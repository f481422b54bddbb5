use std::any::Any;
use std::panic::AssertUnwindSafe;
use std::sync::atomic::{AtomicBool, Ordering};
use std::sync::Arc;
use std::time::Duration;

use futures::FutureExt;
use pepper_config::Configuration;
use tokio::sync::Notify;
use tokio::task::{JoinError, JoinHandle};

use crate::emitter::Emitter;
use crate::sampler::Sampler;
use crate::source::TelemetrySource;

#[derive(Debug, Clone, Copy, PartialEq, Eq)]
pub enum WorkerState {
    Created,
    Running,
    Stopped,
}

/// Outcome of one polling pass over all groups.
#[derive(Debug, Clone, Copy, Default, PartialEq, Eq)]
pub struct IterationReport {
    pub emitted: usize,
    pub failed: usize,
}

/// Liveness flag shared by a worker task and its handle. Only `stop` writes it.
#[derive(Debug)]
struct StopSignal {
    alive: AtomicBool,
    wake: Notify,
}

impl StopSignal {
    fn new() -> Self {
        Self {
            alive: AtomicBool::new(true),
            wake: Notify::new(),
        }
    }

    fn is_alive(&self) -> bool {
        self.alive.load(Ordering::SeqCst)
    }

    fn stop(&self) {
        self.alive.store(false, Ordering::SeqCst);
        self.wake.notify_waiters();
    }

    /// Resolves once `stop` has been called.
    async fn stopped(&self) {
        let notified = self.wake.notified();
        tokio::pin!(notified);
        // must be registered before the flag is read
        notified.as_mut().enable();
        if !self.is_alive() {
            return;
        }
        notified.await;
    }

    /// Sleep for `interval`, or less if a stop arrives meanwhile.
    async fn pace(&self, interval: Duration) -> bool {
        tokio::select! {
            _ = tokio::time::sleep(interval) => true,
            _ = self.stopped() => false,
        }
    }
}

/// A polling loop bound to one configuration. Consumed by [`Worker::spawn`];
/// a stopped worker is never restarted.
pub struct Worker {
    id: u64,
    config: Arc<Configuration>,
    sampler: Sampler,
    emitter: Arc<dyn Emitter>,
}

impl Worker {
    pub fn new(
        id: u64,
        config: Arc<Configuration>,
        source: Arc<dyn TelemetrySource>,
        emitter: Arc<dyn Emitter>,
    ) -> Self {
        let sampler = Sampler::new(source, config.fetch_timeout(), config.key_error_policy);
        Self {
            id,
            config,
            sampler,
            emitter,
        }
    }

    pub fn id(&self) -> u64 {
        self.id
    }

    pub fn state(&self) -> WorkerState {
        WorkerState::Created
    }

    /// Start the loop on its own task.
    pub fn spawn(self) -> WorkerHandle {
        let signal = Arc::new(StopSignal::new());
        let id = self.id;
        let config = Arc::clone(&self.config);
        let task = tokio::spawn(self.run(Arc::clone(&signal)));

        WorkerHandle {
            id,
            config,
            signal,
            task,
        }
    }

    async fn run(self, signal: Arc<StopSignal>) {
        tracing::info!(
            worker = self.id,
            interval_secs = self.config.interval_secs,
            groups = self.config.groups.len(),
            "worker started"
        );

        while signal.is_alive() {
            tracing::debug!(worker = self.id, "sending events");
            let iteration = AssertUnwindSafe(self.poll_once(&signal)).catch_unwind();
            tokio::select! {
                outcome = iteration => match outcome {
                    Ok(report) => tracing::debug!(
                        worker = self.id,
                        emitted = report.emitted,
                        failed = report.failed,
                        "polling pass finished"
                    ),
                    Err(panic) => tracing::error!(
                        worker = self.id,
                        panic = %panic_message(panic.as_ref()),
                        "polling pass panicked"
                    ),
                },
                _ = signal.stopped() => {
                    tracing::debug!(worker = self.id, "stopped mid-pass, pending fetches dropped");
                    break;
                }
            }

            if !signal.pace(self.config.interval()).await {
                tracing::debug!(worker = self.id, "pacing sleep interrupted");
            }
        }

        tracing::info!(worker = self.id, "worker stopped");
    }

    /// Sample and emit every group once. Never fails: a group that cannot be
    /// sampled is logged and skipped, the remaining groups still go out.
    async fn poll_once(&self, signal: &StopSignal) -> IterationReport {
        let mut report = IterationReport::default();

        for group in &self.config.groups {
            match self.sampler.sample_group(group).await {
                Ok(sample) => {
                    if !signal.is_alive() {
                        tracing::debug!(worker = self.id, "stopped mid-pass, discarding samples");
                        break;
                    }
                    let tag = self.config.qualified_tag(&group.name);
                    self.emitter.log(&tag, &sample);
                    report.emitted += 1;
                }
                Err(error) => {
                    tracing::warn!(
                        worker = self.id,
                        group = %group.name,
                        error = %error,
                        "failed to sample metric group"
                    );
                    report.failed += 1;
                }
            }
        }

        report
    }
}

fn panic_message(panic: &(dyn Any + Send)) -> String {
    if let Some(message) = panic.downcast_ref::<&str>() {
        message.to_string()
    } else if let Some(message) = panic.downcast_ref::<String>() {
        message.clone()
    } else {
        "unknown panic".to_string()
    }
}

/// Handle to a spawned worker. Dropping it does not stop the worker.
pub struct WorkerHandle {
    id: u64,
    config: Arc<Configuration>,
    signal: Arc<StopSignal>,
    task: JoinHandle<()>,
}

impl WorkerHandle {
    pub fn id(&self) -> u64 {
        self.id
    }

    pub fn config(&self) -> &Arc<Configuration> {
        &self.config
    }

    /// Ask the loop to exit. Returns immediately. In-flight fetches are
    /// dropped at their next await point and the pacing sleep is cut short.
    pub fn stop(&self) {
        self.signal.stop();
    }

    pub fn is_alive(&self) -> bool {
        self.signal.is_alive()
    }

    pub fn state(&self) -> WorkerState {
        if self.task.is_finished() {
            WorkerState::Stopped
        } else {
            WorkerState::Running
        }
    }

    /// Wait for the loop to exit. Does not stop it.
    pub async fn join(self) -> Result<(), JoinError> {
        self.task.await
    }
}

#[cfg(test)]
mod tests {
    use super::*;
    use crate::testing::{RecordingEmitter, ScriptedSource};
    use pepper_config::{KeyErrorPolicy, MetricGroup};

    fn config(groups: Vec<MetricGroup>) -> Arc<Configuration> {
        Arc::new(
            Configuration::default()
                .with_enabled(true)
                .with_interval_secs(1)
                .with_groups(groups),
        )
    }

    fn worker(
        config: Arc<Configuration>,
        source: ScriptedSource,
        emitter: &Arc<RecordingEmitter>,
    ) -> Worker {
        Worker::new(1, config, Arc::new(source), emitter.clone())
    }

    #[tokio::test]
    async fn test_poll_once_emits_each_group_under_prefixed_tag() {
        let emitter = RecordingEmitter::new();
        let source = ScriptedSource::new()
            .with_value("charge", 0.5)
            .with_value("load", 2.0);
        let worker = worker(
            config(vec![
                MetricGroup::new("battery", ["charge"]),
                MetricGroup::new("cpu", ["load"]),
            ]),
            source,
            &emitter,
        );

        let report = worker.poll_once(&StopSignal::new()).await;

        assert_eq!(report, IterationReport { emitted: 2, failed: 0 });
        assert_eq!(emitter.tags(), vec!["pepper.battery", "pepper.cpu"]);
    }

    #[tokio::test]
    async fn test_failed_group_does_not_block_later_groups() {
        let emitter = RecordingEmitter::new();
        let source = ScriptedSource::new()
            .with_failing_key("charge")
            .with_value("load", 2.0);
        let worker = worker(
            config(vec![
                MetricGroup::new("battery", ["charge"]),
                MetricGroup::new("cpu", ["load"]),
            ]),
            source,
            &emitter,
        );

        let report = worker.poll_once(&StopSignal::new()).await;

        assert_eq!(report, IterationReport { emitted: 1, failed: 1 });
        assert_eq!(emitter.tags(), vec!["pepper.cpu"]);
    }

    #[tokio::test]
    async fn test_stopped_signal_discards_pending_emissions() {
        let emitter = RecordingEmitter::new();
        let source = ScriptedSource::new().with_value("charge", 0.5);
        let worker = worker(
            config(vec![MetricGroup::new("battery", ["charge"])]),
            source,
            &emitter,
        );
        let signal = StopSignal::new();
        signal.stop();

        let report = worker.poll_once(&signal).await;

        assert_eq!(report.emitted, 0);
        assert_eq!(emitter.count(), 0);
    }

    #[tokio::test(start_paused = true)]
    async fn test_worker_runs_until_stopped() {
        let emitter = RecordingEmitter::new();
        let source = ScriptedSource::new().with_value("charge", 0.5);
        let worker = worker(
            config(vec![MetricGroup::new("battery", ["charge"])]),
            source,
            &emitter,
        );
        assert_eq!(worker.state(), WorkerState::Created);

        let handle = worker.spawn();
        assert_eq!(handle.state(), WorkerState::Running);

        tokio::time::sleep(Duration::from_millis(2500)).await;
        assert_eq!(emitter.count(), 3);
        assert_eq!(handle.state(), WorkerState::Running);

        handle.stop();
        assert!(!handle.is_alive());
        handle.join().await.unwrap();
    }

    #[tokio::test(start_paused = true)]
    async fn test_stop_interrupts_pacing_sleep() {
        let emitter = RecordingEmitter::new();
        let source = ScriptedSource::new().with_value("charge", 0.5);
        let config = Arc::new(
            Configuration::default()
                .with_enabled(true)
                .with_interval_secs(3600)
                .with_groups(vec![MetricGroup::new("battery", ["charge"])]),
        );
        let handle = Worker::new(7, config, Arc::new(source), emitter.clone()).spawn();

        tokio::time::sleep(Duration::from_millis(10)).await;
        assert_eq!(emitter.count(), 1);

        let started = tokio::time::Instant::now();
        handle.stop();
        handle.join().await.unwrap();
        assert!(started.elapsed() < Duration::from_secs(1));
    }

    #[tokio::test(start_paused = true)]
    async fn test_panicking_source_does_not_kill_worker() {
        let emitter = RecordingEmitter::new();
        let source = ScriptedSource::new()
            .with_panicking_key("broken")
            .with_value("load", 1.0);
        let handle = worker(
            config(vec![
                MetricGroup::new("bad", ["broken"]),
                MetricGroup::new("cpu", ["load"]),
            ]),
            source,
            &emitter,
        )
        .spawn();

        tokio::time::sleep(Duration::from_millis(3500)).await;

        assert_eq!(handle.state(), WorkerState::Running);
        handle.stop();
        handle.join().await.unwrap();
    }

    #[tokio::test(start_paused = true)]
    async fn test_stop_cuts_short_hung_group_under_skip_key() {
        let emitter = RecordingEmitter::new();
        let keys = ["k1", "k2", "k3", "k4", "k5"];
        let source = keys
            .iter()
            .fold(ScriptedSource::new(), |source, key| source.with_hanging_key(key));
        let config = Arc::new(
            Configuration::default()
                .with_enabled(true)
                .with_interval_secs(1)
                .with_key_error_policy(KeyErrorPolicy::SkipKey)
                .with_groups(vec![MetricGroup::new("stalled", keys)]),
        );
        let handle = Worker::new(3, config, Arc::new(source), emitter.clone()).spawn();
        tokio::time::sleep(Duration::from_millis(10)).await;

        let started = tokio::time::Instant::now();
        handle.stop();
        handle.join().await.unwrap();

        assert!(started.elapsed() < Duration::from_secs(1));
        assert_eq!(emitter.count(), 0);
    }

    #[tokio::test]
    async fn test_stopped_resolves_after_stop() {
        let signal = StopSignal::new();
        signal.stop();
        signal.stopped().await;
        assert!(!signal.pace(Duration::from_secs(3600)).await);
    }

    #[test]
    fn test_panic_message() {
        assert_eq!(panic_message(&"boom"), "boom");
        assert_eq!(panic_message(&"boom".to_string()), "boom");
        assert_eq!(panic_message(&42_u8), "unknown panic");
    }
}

.....

→ Exercise
Out of the material above, select every line that holds the string "derive".

→ Response to this exercise
#[derive(Debug, Clone, Copy, PartialEq, Eq)]
#[derive(Debug, Clone, Copy, Default, PartialEq, Eq)]
#[derive(Debug)]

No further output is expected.